Interwoven with the legacies of the stories is Legacy in a larger, ecological sense. The glass house in California barely survives a mud slide. The women trying to make a living out of the Arizona ranch and the southern peach farm face severe water shortage. The crops in “Indigo Run” no longer grow, and the river is filled with mud. In an amusing story in which legacy plays no part, a graduate student’s project takes her to North Carolina, where she attempts to convince natives to eat Lionfish, an invasive species that are destroying reef ecosystems.

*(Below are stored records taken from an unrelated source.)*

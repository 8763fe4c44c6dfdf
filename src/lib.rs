//! Word Drift core crate.
//!
//! A word drifts from the right edge of the track to the left; the player must
//! type it before it leaves. Hits shorten the next traversal, misses lengthen
//! it, and every `words_per_tier` hits move play to a list of longer words and
//! reset the pace.
//!
//! The game loop (`game`, `round`, `speed`, `progression`, `words`) is host
//! independent and tested natively. `web` binds it to the DOM and
//! `requestAnimationFrame` for the wasm build.

use wasm_bindgen::prelude::*;

pub mod config;
pub mod error;
pub mod game;
pub mod progression;
pub mod rng;
pub mod round;
pub mod speed;
pub mod surface;
pub mod words;

mod logging;
pub mod web;

pub use config::{GameConfig, SpeedConfig};
pub use error::GameError;
pub use game::{Game, GameSnapshot, GameState};
pub use progression::{Progression, SuccessRecord};
pub use rng::{IndexSource, WordRng};
pub use round::{Phase, Round, RoundOutcome, RoundTick};
pub use speed::{SpeedController, format_speed};
pub use surface::{DisplaySurface, FrameScheduler, Host, InputSurface, RenderSurface};
pub use words::{Tier, WordBank, normalize};

// Optional small allocator for size (feature gated)
#[cfg(feature = "wee_alloc")]
#[global_allocator]
static ALLOC: wee_alloc::WeeAlloc = wee_alloc::WeeAlloc::INIT;

#[wasm_bindgen(start)]
pub fn wasm_start() {
    #[cfg(feature = "console_error_panic_hook")]
    console_error_panic_hook::set_once();
    logging::init();
}

// -----------------------------------------------------------------------------
// JS entrypoints
// -----------------------------------------------------------------------------

/// Start with the default pacing once the page has loaded.
#[wasm_bindgen]
pub fn start_game() -> Result<(), JsValue> {
    web::launch_when_ready(GameConfig::default())?;
    Ok(())
}

/// Start with pacing overrides, e.g. `{"words_per_tier": 10}`.
#[cfg(feature = "serde_json")]
#[wasm_bindgen]
pub fn start_game_with_config(json: &str) -> Result<(), JsValue> {
    let config = GameConfig::from_json(json)?;
    web::launch_when_ready(config)?;
    Ok(())
}

/// Current score, tier and speed as JSON; `undefined` before start.
#[cfg(feature = "serde_json")]
#[wasm_bindgen]
pub fn game_snapshot() -> Option<String> {
    web::snapshot_json()
}
// Word tier 3: long words (7-9 letters).
pub const TIER3_NAME: &str = "long";

pub static TIER3_WORDS: [&str; 20] = [
    "computer", "forfatter", "udvikler", "arkitekt", "eleverne", "bibliotek",
    "kolleger", "familie", "økonomi", "hospital", "kantinen", "univers", "sygehus",
    "software", "hardware", "skuespil", "teateret", "spillede", "bagerens", "øvelser",
];
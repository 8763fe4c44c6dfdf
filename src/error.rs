//! Error taxonomy for the game core and the browser host.

use thiserror::Error;

/// Errors raised by the word bank, config validation and host setup.
#[derive(Debug, Clone, Error, PartialEq)]
pub enum GameError {
    /// Requested tier does not exist or holds no words. The game goes idle.
    #[error("word tier {tier} is missing or empty")]
    EmptyTier { tier: usize },
    #[error("word bank needs at least one tier")]
    NoTiers,
    #[error("invalid config `{field}`: {reason}")]
    InvalidConfig {
        field: &'static str,
        reason: String,
    },
    #[error("config could not be parsed: {0}")]
    Config(String),
    #[error("browser host: {0}")]
    Host(String),
}

impl GameError {
    pub(crate) fn invalid(field: &'static str, reason: impl Into<String>) -> Self {
        Self::InvalidConfig {
            field,
            reason: reason.into(),
        }
    }
}

impl From<GameError> for wasm_bindgen::JsValue {
    fn from(err: GameError) -> Self {
        wasm_bindgen::JsValue::from_str(&err.to_string())
    }
}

The beautiful interweaving of ecological and familial legacies gives the stories a depth beyond their perceptive portrayals of women whose lives are controlled at least in part by circumstances over which they have little control.

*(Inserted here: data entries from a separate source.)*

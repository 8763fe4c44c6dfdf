//! Game loop controller.
//!
//! `Game` owns the pacing state, the active round and the single pending frame
//! handle. Two host events drive it: [`Game::on_input`] on every edit of the
//! text field and [`Game::on_frame`] for every granted animation frame.
//! Whichever event ends a round first wins; the other one finds the game no
//! longer `Running` for that round and does nothing.
//!
//! Every round start cancels the previous frame request and removes the
//! previous token before anything else, so at most one traversal is ever in
//! flight.

use log::{debug, info, warn};

use crate::config::GameConfig;
use crate::error::GameError;
use crate::progression::Progression;
use crate::rng::{IndexSource, WordRng};
use crate::round::{Phase, Round, RoundOutcome};
use crate::speed::SpeedController;
use crate::surface::Host;
use crate::words::WordBank;

/// Process-wide pacing state: tier progress, speed and score.
#[derive(Clone, Debug)]
pub struct GameState {
    pub progression: Progression,
    pub speed: SpeedController,
    pub score: u32,
}

impl GameState {
    pub fn new(cfg: &GameConfig, tier_count: usize) -> Self {
        Self {
            progression: Progression::new(cfg.words_per_tier, tier_count),
            speed: SpeedController::new(cfg.speed),
            score: 0,
        }
    }
}

/// Read-only view for hosts and debugging.
#[derive(Clone, Debug, PartialEq)]
#[cfg_attr(feature = "serde", derive(serde::Serialize))]
pub struct GameSnapshot {
    pub phase: Phase,
    pub score: u32,
    pub tier_index: usize,
    pub tier_name: String,
    pub correct_in_tier: u32,
    pub duration_secs: f64,
    pub active_word: Option<String>,
}

#[cfg(feature = "serde_json")]
impl GameSnapshot {
    pub fn to_json(&self) -> Result<String, GameError> {
        serde_json::to_string(self).map_err(|e| GameError::Config(e.to_string()))
    }
}

pub struct Game<H: Host, R: IndexSource = WordRng> {
    host: H,
    rng: R,
    bank: WordBank,
    state: GameState,
    phase: Phase,
    round: Option<Round>,
    token: Option<H::Token>,
    frame: Option<H::FrameHandle>,
    halted: Option<GameError>,
}

impl<H: Host> Game<H, WordRng> {
    /// Built-in word tiers and an entropy-seeded picker.
    pub fn new(host: H, config: GameConfig) -> Result<Self, GameError> {
        Self::with_parts(host, config, WordBank::builtin(), WordRng::from_entropy())
    }
}

impl<H: Host, R: IndexSource> Game<H, R> {
    pub fn with_parts(
        host: H,
        config: GameConfig,
        bank: WordBank,
        rng: R,
    ) -> Result<Self, GameError> {
        config.validate()?;
        let state = GameState::new(&config, bank.tier_count());
        Ok(Self {
            host,
            rng,
            bank,
            state,
            phase: Phase::Idle,
            round: None,
            token: None,
            frame: None,
            halted: None,
        })
    }

    /// Page-ready entry: reset the read-outs, start the first round and focus
    /// the input.
    pub fn launch(&mut self) -> Result<(), GameError> {
        self.host.show_score(self.state.score);
        self.host.show_speed(self.state.speed.duration_secs());
        let started = self.start();
        self.host.focus_input();
        started
    }

    /// Begin a new round, discarding any round in flight.
    ///
    /// On word bank exhaustion the game goes idle for good and the error is
    /// returned; later input and frames are ignored.
    pub fn start(&mut self) -> Result<(), GameError> {
        self.discard_round();

        let tier = self.state.progression.tier_index();
        let word = match self.bank.pick_word(tier, &mut self.rng) {
            Ok(w) => w.to_owned(),
            Err(err) => {
                warn!("no word available, game idle: {err}");
                self.phase = Phase::Idle;
                self.halted = Some(err.clone());
                return Err(err);
            }
        };

        self.host.clear_input();
        let token = self.host.create_token(&word);
        let track_width = self.host.measure_track_width();
        let token_width = self.host.measure_width(&token);
        let round = Round::new(
            &word,
            self.state.speed.duration_secs(),
            track_width,
            token_width,
        );
        self.host.set_position(&token, round.start_x());
        debug!(
            "round start: '{}' tier {} over {:.2}s",
            word,
            tier,
            round.duration_secs()
        );

        self.token = Some(token);
        self.round = Some(round);
        self.phase = Phase::Running;
        self.frame = self.host.request_frame();
        if self.frame.is_none() {
            warn!("host refused an animation frame; round '{word}' cannot expire");
        }
        Ok(())
    }

    /// Input field changed. Returns the outcome if the edit completed the word.
    pub fn on_input(&mut self) -> Option<RoundOutcome> {
        if self.phase != Phase::Running {
            return None;
        }
        let typed = self.host.input_value();
        if !self.round.as_ref().is_some_and(|r| r.matches(&typed)) {
            return None;
        }

        self.cancel_frame();
        self.phase = Phase::Succeeded;
        let record = self.state.progression.record_success();
        self.state.speed.on_success();
        if record.tier_advanced {
            // Reset wins over the success speed-up.
            self.state.speed.reset_to_base();
            info!(
                "tier threshold reached, now tier {} at {:.1}s",
                self.state.progression.tier_index(),
                self.state.speed.duration_secs()
            );
        }
        self.state.score += 1;
        self.host.show_score(self.state.score);
        self.host.show_speed(self.state.speed.duration_secs());

        if let Err(err) = self.start() {
            debug!("no next round after success: {err}");
        }
        Some(RoundOutcome::Succeeded {
            tier_advanced: record.tier_advanced,
        })
    }

    /// Animation frame at host time `now_ms`. Moves the token and expires the
    /// round once the traversal completes.
    pub fn on_frame(&mut self, now_ms: f64) -> Option<RoundOutcome> {
        if self.phase != Phase::Running {
            return None;
        }
        // The delivered request is spent.
        self.frame = None;
        let tick = self.round.as_mut()?.tick(now_ms);
        if let Some(token) = &self.token {
            self.host.set_position(token, tick.x);
        }
        if !tick.expired {
            self.frame = self.host.request_frame();
            return None;
        }

        self.phase = Phase::Expired;
        self.state.speed.on_failure();
        self.host.show_speed(self.state.speed.duration_secs());
        debug!(
            "round expired, slowing to {:.2}s",
            self.state.speed.duration_secs()
        );
        if let Err(err) = self.start() {
            debug!("no next round after expiry: {err}");
        }
        Some(RoundOutcome::Expired)
    }

    fn cancel_frame(&mut self) {
        if let Some(handle) = self.frame.take() {
            self.host.cancel_frame(handle);
        }
    }

    fn discard_round(&mut self) {
        self.cancel_frame();
        if let Some(token) = self.token.take() {
            self.host.remove_token(token);
        }
        self.round = None;
    }

    pub fn phase(&self) -> Phase {
        self.phase
    }

    pub fn score(&self) -> u32 {
        self.state.score
    }

    pub fn tier_index(&self) -> usize {
        self.state.progression.tier_index()
    }

    pub fn correct_in_tier(&self) -> u32 {
        self.state.progression.correct_in_tier()
    }

    pub fn duration_secs(&self) -> f64 {
        self.state.speed.duration_secs()
    }

    pub fn active_round(&self) -> Option<&Round> {
        self.round.as_ref()
    }

    pub fn active_word(&self) -> Option<&str> {
        self.round.as_ref().map(Round::word)
    }

    pub fn has_pending_frame(&self) -> bool {
        self.frame.is_some()
    }

    /// Why the game went idle, if the word bank ran dry.
    pub fn halted(&self) -> Option<&GameError> {
        self.halted.as_ref()
    }

    pub fn state(&self) -> &GameState {
        &self.state
    }

    pub fn host(&self) -> &H {
        &self.host
    }

    pub fn host_mut(&mut self) -> &mut H {
        &mut self.host
    }

    pub fn snapshot(&self) -> GameSnapshot {
        let tier_index = self.tier_index();
        GameSnapshot {
            phase: self.phase,
            score: self.state.score,
            tier_index,
            tier_name: self
                .bank
                .tier(tier_index)
                .map(|t| t.name.clone())
                .unwrap_or_default(),
            correct_in_tier: self.correct_in_tier(),
            duration_secs: self.duration_secs(),
            active_word: self.active_word().map(str::to_owned),
        }
    }
}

Collections of stories largely reflecting on the same problem tend to lack long-term development, even when they are as skillfully written as these. One solution for readers is not to read the stories and novella in a sitting or two; works of these lengths are most effective in short takes. In How Strange a Season, there is another alternative: skipping to “Night Hag,” the mythical story with which the collection concludes. Suddenly, the monotone of the earlier stories disappears in a myth about the “cousin of Eve,” born from a fish egg, lengthened into a woman’s shape, and kept a forest secret, hidden in vine-choked trees. Desired by men, she plans never to come down—at least, until she has found the true love that stories promise. The false promise of stories shows itself when she willingly lets herself be pulled from the tree; the “lover” who has been so enticing rapes her, then disappears. Furious, cheated, she becomes at once a human and an ecological terror, and her own story seethes with anger. The change in voice from the languid unhappiness of the other stories to one fire-breathing revenge, though seemingly at odds with the rest of the collection, actually sums up the hidden anger of the stories that precede it. “Night Hag” is one of Bergman’s finest stories, one that will remain with its readers long after the book is closed.